Ce qui apparaît aujourd’hui, en ce moment, c’est la perception grandissante chez les Européens que les USA vont appliquer les restrictions sur les transferts simplement par soupçon. Cette perception est justifiée principalement par le constat que la situation est sans issue. Tout le monde sent bien que l’exigence US implicite pour “lever ces soupçons” ne peut être rencontrée, puisque cette exigence est hors du domaine de la raison. En d’autres mots plus concrets, il ne suffira pas que l’Europe ne lève pas l’embargo en 2005, voire en 2006 éventuellement (mais au-delà ?...), parce que l’exigence implicite de Washington, celle qui satisferait le Congrès, est extravagante et absurde: ce serait l’engagement de l’UE que l’Europe ne lève jamais l’embargo ; à ce prix grotesque, la “confiance” washingtonienne serait sans doute en voie d’être rétablie (avec des réserves…). Bien sûr, l’évidence montre que cet engagement est totalement déraisonnable.
[Cette perception générale est chaque jour renforcée par l’extravagance des Américains. Lorsque le député Hunter affirme qu’il craint, dans le cadre du programme JSF, que l’on retrouve la technologie furtive (stealth) américaine chez les Chinois par le biais des Européens du programme JSF, sa démagogie passe les bornes de la raison. La cause de ce jugement n’est pas la vertu atlantiste et de fidélité américaniste des coopérants, — quoique : si vous remplacez “vertu” par “fascination”, “naïveté” et “corruption psychologique”…, — mais le fait que les USA n’ont jamais transféré une technologie furtive à quiconque. Cette restriction vaut même pour les Britanniques malgré les affirmations vaniteuses de ces derniers et les accords de confidentialité qui ont surtout l’avantage (du point de vue US) de leur interdire de travailler dans ce domaine avec d’autres (les Français). En fait, c’est le contraire : ce sont plutôt les Américains qui ont pillé les Britanniques, qui ont travaillé sur la question. Les USA ne transfèrent rien de cette technologie, — même entre services! (Lire The $5 Billion Misunderstanding, de James P. Stevenson, sur le désastre du A-12 de l’U.S. Navy, entre 1985 et 1991. Si le A-12 fut un échec si complet, c’est principalement parce que l’USAF refusa de transférer sa technologie furtive à l’U.S. Navy. Stevenson rapporte plusieurs fois le fait, avec un luxe de détails, au point où il nous convainc que, de ce point de vue, le rideau est et restera totalement impénétrable, quasiment un “rideau de fer” si l’on veut une équivalence ironique ; l’équivalent existe au niveau industriel, entre sociétés US et sur ordre des services qui contrôlent leur orientation stratégique, y compris dans le cas de grands programmes américains de sécurité nationale.)]

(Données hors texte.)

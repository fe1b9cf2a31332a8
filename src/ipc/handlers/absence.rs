use crate::calendar::SchoolDate;
use crate::ipc::error::{err, ok};
use crate::ipc::types::{AppState, Request};
use crate::roster::RosterRepository;
use crate::schedule::ScheduleRepository;
use crate::store::KvStore;
use crate::substitute::{SubstituteEngine, ToggleOutcome};
use serde_json::json;

struct HandlerErr {
    code: &'static str,
    message: String,
    details: Option<serde_json::Value>,
}

impl HandlerErr {
    fn response(self, id: &str) -> serde_json::Value {
        err(id, self.code, self.message, self.details)
    }
}

fn storage_err(e: anyhow::Error) -> HandlerErr {
    HandlerErr {
        code: "db_query_failed",
        message: e.to_string(),
        details: None,
    }
}

fn get_required_str(params: &serde_json::Value, key: &str) -> Result<String, HandlerErr> {
    params
        .get(key)
        .and_then(|v| v.as_str())
        .map(|s| s.to_string())
        .ok_or_else(|| HandlerErr {
            code: "bad_params",
            message: format!("missing {}", key),
            details: None,
        })
}

fn resolve_date(params: &serde_json::Value) -> Result<SchoolDate, HandlerErr> {
    SchoolDate::resolve(params.get("date").and_then(|v| v.as_str())).map_err(|m| HandlerErr {
        code: "bad_params",
        message: m,
        details: None,
    })
}

fn holiday_err() -> HandlerErr {
    HandlerErr {
        code: "holiday",
        message: "لا يمكن تسجيل غياب في يوم عطلة".to_string(),
        details: None,
    }
}

/// Session cards for one absent teacher: each with its override (if any)
/// and the eligible-substitute list for its period.
fn session_cards(
    engine: &SubstituteEngine,
    date: &SchoolDate,
    day: &str,
    teacher_name: &str,
) -> anyhow::Result<Vec<serde_json::Value>> {
    let overrides = engine.overrides_for(&date.date_key)?;
    let cards = engine
        .affected_sessions(day, teacher_name)
        .into_iter()
        .map(|session| {
            let session_key = format!("{}-{}", session.period, session.class_name);
            let eligible: Vec<_> = engine
                .eligible_substitutes(day, &session.period, teacher_name)
                .into_iter()
                .map(|t| json!({ "id": t.id, "name": t.name, "subject": t.subject }))
                .collect();
            json!({
                "period": session.period,
                "className": session.class_name,
                "subject": session.subject,
                "sessionKey": session_key,
                "assigned": overrides.get(&session_key),
                "eligible": eligible,
            })
        })
        .collect();
    Ok(cards)
}

fn absence_open(store: &KvStore, params: &serde_json::Value) -> Result<serde_json::Value, HandlerErr> {
    let date = resolve_date(params)?;
    let schedule = ScheduleRepository::load(store).map_err(storage_err)?;
    let roster = RosterRepository::load(store).map_err(storage_err)?;
    let engine = SubstituteEngine::new(store, &schedule, &roster);

    let absences = engine.absences_for(&date.date_key).map_err(storage_err)?;
    let overrides = engine.overrides_for(&date.date_key).map_err(storage_err)?;

    // With exactly one absentee their session cards open directly; with
    // several the operator must pick one first.
    let focus = match (date.day_name, absences.as_slice()) {
        (Some(day), [only]) => {
            let cards = session_cards(&engine, &date, day, only).map_err(storage_err)?;
            json!({ "teacherName": only, "sessions": cards })
        }
        _ => serde_json::Value::Null,
    };

    Ok(json!({
        "date": date.date_key,
        "day": date.day_name,
        "absences": absences,
        "overrides": overrides,
        "focus": focus,
    }))
}

fn absence_toggle(store: &KvStore, params: &serde_json::Value) -> Result<serde_json::Value, HandlerErr> {
    let teacher_name = get_required_str(params, "teacherName")?;
    let date = resolve_date(params)?;

    let schedule = ScheduleRepository::load(store).map_err(storage_err)?;
    let roster = RosterRepository::load(store).map_err(storage_err)?;
    if !roster.contains_name(&teacher_name) {
        return Err(HandlerErr {
            code: "not_found",
            message: format!("no roster teacher named {}", teacher_name),
            details: None,
        });
    }
    let engine = SubstituteEngine::new(store, &schedule, &roster);

    match engine
        .toggle_absence(&date, &teacher_name)
        .map_err(|e| HandlerErr {
            code: "db_update_failed",
            message: e.to_string(),
            details: None,
        })? {
        ToggleOutcome::Holiday => Err(holiday_err()),
        ToggleOutcome::Cleared => Ok(json!({
            "status": "cleared",
            "date": date.date_key,
            "teacherName": teacher_name,
        })),
        ToggleOutcome::Marked(sessions) => Ok(json!({
            "status": "marked",
            "date": date.date_key,
            "teacherName": teacher_name,
            "sessions": sessions,
        })),
    }
}

fn absence_sessions(store: &KvStore, params: &serde_json::Value) -> Result<serde_json::Value, HandlerErr> {
    let teacher_name = get_required_str(params, "teacherName")?;
    let date = resolve_date(params)?;
    let Some(day) = date.day_name else {
        return Err(holiday_err());
    };

    let schedule = ScheduleRepository::load(store).map_err(storage_err)?;
    let roster = RosterRepository::load(store).map_err(storage_err)?;
    let engine = SubstituteEngine::new(store, &schedule, &roster);

    let cards = session_cards(&engine, &date, day, &teacher_name).map_err(storage_err)?;
    Ok(json!({
        "date": date.date_key,
        "day": day,
        "teacherName": teacher_name,
        "sessions": cards,
    }))
}

fn absence_eligible(store: &KvStore, params: &serde_json::Value) -> Result<serde_json::Value, HandlerErr> {
    let period = get_required_str(params, "period")?;
    let teacher_name = get_required_str(params, "teacherName")?;
    let date = resolve_date(params)?;
    let Some(day) = date.day_name else {
        return Err(holiday_err());
    };
    if !ScheduleRepository::is_known_period(&period) {
        return Err(HandlerErr {
            code: "bad_params",
            message: format!("unknown period: {}", period),
            details: None,
        });
    }

    let schedule = ScheduleRepository::load(store).map_err(storage_err)?;
    let roster = RosterRepository::load(store).map_err(storage_err)?;
    let engine = SubstituteEngine::new(store, &schedule, &roster);

    let eligible: Vec<_> = engine
        .eligible_substitutes(day, &period, &teacher_name)
        .into_iter()
        .map(|t| json!({ "id": t.id, "name": t.name, "subject": t.subject }))
        .collect();
    Ok(json!({
        "date": date.date_key,
        "day": day,
        "period": period,
        "eligible": eligible,
    }))
}

fn absence_assign(store: &KvStore, params: &serde_json::Value) -> Result<serde_json::Value, HandlerErr> {
    let session_key = get_required_str(params, "sessionKey")?;
    let substitute_name = get_required_str(params, "substituteName")?;
    let date = resolve_date(params)?;

    let schedule = ScheduleRepository::load(store).map_err(storage_err)?;
    let roster = RosterRepository::load(store).map_err(storage_err)?;
    let engine = SubstituteEngine::new(store, &schedule, &roster);

    engine
        .assign_substitute(&date.date_key, &session_key, &substitute_name)
        .map_err(|e| HandlerErr {
            code: "db_update_failed",
            message: e.to_string(),
            details: None,
        })?;
    Ok(json!({
        "date": date.date_key,
        "overrides": engine.overrides_for(&date.date_key).map_err(storage_err)?,
    }))
}

fn absence_reconcile(store: &KvStore, params: &serde_json::Value) -> Result<serde_json::Value, HandlerErr> {
    let date = resolve_date(params)?;
    let schedule = ScheduleRepository::load(store).map_err(storage_err)?;
    let roster = RosterRepository::load(store).map_err(storage_err)?;
    let engine = SubstituteEngine::new(store, &schedule, &roster);

    let report = engine.reconcile(&date.date_key).map_err(|e| HandlerErr {
        code: "db_update_failed",
        message: e.to_string(),
        details: None,
    })?;
    Ok(json!({ "date": date.date_key, "report": report }))
}

fn dispatch(
    state: &AppState,
    req: &Request,
    f: impl FnOnce(&KvStore, &serde_json::Value) -> Result<serde_json::Value, HandlerErr>,
) -> serde_json::Value {
    let Some(conn) = state.db.as_ref() else {
        return err(&req.id, "no_workspace", "select a workspace first", None);
    };
    let store = KvStore::new(conn);
    match f(&store, &req.params) {
        Ok(result) => ok(&req.id, result),
        Err(error) => error.response(&req.id),
    }
}

pub fn try_handle(state: &mut AppState, req: &Request) -> Option<serde_json::Value> {
    match req.method.as_str() {
        "absence.open" => Some(dispatch(state, req, absence_open)),
        "absence.toggle" => Some(dispatch(state, req, absence_toggle)),
        "absence.sessions" => Some(dispatch(state, req, absence_sessions)),
        "absence.eligible" => Some(dispatch(state, req, absence_eligible)),
        "absence.assign" => Some(dispatch(state, req, absence_assign)),
        "absence.reconcile" => Some(dispatch(state, req, absence_reconcile)),
        _ => None,
    }
}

Cette situation générale de perception vient d’être renforcée par une possibilité, évoquée le 19 avril dans la presse, d’une restriction américaine qui pourrait d’ores et déjà être activée. Elle touche les Français et l’un des seuls domaines de la technologie des porte-avions où ils dépendent des Américains, — mais par facilité de situation et nullement par incapacité de développer la technologie mentionnée, cette incapacité pouvant être aisément rattrapée. Ci-après, une dépêche AFP du 19 avril :
« Les Etats-Unis refusent de donner leur feu vert à l'exportation des catapultes de fabrication américaine destinées à assurer le décollage des avions du futur porte-avions français, indique le quotidien La Tribune dans son édition de mercredi. “Les Etats-Unis refusent pour l'instant de donner leur feu vert à l'exportation de ce matériel, pourtant assez peu stratégique, vers l'Hexagone”, affirme le journal. Cette technologie de catapultage pourrait être développée en France, assure le quotidien. Mais “il en coûterait à la France quelque 50 millions d'euros pour acquérir ce savoir-faire et créer les moyens d'essais qui vont avec”, ajoute-t-il. »

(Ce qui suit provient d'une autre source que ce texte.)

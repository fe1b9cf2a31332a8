use chrono::{Datelike, Local, NaiveDate, Timelike};

use crate::schedule::DAYS;

/// The date context every temporal operation runs against. Resolved once
/// per request from an explicit `date` param (tests, backdating) or the
/// local clock, never captured at startup.
#[derive(Debug, Clone)]
pub struct SchoolDate {
    /// `YYYY-MM-DD`, the key absence and override maps are stored under.
    pub date_key: String,
    /// School day name, `None` on Friday/Saturday (weekend).
    pub day_name: Option<&'static str>,
}

impl SchoolDate {
    pub fn resolve(param: Option<&str>) -> Result<SchoolDate, String> {
        let date = match param {
            Some(raw) => NaiveDate::parse_from_str(raw.trim(), "%Y-%m-%d")
                .map_err(|_| format!("date must be YYYY-MM-DD, got {:?}", raw))?,
            None => Local::now().date_naive(),
        };
        Ok(SchoolDate::from_date(date))
    }

    pub fn from_date(date: NaiveDate) -> SchoolDate {
        // Sunday..Thursday are indices 0..4; Friday (5) and Saturday (6)
        // have no school day.
        let idx = date.weekday().num_days_from_sunday() as usize;
        SchoolDate {
            date_key: date.format("%Y-%m-%d").to_string(),
            day_name: DAYS.get(idx).copied(),
        }
    }

}

/// Wall-clock `HH:MM`, zero-padded so lexicographic comparison against the
/// stored period times works.
pub fn resolve_clock(param: Option<&str>) -> Result<String, String> {
    match param {
        Some(raw) => {
            let t = raw.trim();
            if !is_valid_clock(t) {
                return Err(format!("time must be HH:MM, got {:?}", raw));
            }
            Ok(t.to_string())
        }
        None => {
            let now = Local::now();
            Ok(format!("{:02}:{:02}", now.hour(), now.minute()))
        }
    }
}

pub fn is_valid_clock(t: &str) -> bool {
    let Some((h, m)) = t.split_once(':') else {
        return false;
    };
    if h.len() != 2 || m.len() != 2 {
        return false;
    }
    let (Ok(h), Ok(m)) = (h.parse::<u32>(), m.parse::<u32>()) else {
        return false;
    };
    h < 24 && m < 60
}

Une telle décision US concrétiserait à peu de frais pour les Européens le sérieux des intentions américaines et confirmerait leur perception. Elle constituerait une remarquable maladresse par sa valeur d’exemple pas trop destructeur, mais une maladresse bien dans les mœurs et les habitudes du Pentagone. D’ores et déjà, l’état d’esprit est général en Europe, et touche, malgré l’exemple ci-dessus, bien plus les autres Européens que les Français, et précisément les Européens engagés dans le JSF, qui sont de loin les plus vulnérables. Là aussi, habituelle maladresse US.

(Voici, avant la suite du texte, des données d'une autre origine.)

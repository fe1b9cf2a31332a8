use crate::calendar::SchoolDate;
use crate::ipc::error::{err, ok};
use crate::ipc::types::{AppState, Request};
use crate::roster::{AddTeacherError, RosterRepository};
use crate::store::KvStore;
use serde_json::json;

struct HandlerErr {
    code: &'static str,
    message: String,
    details: Option<serde_json::Value>,
}

impl HandlerErr {
    fn response(self, id: &str) -> serde_json::Value {
        err(id, self.code, self.message, self.details)
    }
}

fn storage_err(e: anyhow::Error) -> HandlerErr {
    HandlerErr {
        code: "db_query_failed",
        message: e.to_string(),
        details: None,
    }
}

fn get_required_str(params: &serde_json::Value, key: &str) -> Result<String, HandlerErr> {
    params
        .get(key)
        .and_then(|v| v.as_str())
        .map(|s| s.to_string())
        .ok_or_else(|| HandlerErr {
            code: "bad_params",
            message: format!("missing {}", key),
            details: None,
        })
}

fn resolve_date(params: &serde_json::Value) -> Result<SchoolDate, HandlerErr> {
    SchoolDate::resolve(params.get("date").and_then(|v| v.as_str())).map_err(|m| HandlerErr {
        code: "bad_params",
        message: m,
        details: None,
    })
}

fn teachers_list(store: &KvStore) -> Result<serde_json::Value, HandlerErr> {
    let roster = RosterRepository::load(store).map_err(storage_err)?;
    Ok(json!({ "teachers": roster.teachers }))
}

fn teachers_add(store: &KvStore, params: &serde_json::Value) -> Result<serde_json::Value, HandlerErr> {
    let name = get_required_str(params, "name")?;
    let subject = get_required_str(params, "subject")?;
    let phone = params
        .get("phone")
        .and_then(|v| v.as_str())
        .unwrap_or("")
        .to_string();
    let date = resolve_date(params)?;

    let mut roster = RosterRepository::load(store).map_err(storage_err)?;
    match roster
        .add(&name, &subject, &phone, &date)
        .map_err(storage_err)?
    {
        Ok(teacher) => Ok(json!({ "teacher": teacher })),
        Err(AddTeacherError::MissingField) => Err(HandlerErr {
            code: "bad_params",
            message: "name and subject must not be empty".to_string(),
            details: None,
        }),
        Err(AddTeacherError::DuplicateName) => Err(HandlerErr {
            code: "duplicate",
            message: format!("a teacher named {} already exists", name.trim()),
            details: None,
        }),
    }
}

fn teachers_remove(store: &KvStore, params: &serde_json::Value) -> Result<serde_json::Value, HandlerErr> {
    let teacher_id = params
        .get("teacherId")
        .and_then(|v| v.as_i64())
        .ok_or_else(|| HandlerErr {
            code: "bad_params",
            message: "missing teacherId".to_string(),
            details: None,
        })?;

    let mut roster = RosterRepository::load(store).map_err(storage_err)?;
    if !roster.remove(teacher_id).map_err(storage_err)? {
        return Err(HandlerErr {
            code: "not_found",
            message: "teacher not found".to_string(),
            details: Some(json!({ "teacherId": teacher_id })),
        });
    }
    Ok(json!({ "ok": true }))
}

fn dispatch(
    state: &AppState,
    req: &Request,
    f: impl FnOnce(&KvStore, &serde_json::Value) -> Result<serde_json::Value, HandlerErr>,
) -> serde_json::Value {
    let Some(conn) = state.db.as_ref() else {
        return err(&req.id, "no_workspace", "select a workspace first", None);
    };
    let store = KvStore::new(conn);
    match f(&store, &req.params) {
        Ok(result) => ok(&req.id, result),
        Err(error) => error.response(&req.id),
    }
}

pub fn try_handle(state: &mut AppState, req: &Request) -> Option<serde_json::Value> {
    match req.method.as_str() {
        "teachers.list" => Some(dispatch(state, req, |s, _| teachers_list(s))),
        "teachers.add" => Some(dispatch(state, req, teachers_add)),
        "teachers.remove" => Some(dispatch(state, req, teachers_remove)),
        _ => None,
    }
}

Au contraire, nous disent nos sources européennes, les Français sont stupéfaits de l’aubaine et ravis de l’aide que leur apporte cette affaire dans leur plaidoirie pour une Europe indépendante et souveraine, notamment au niveau militaire et technologique. Toute leur argumentation implicite depuis des années se trouve confirmée et les contacts urgents en cours, à l’initiative d’autres Européens, le leur démontrent à suffisance.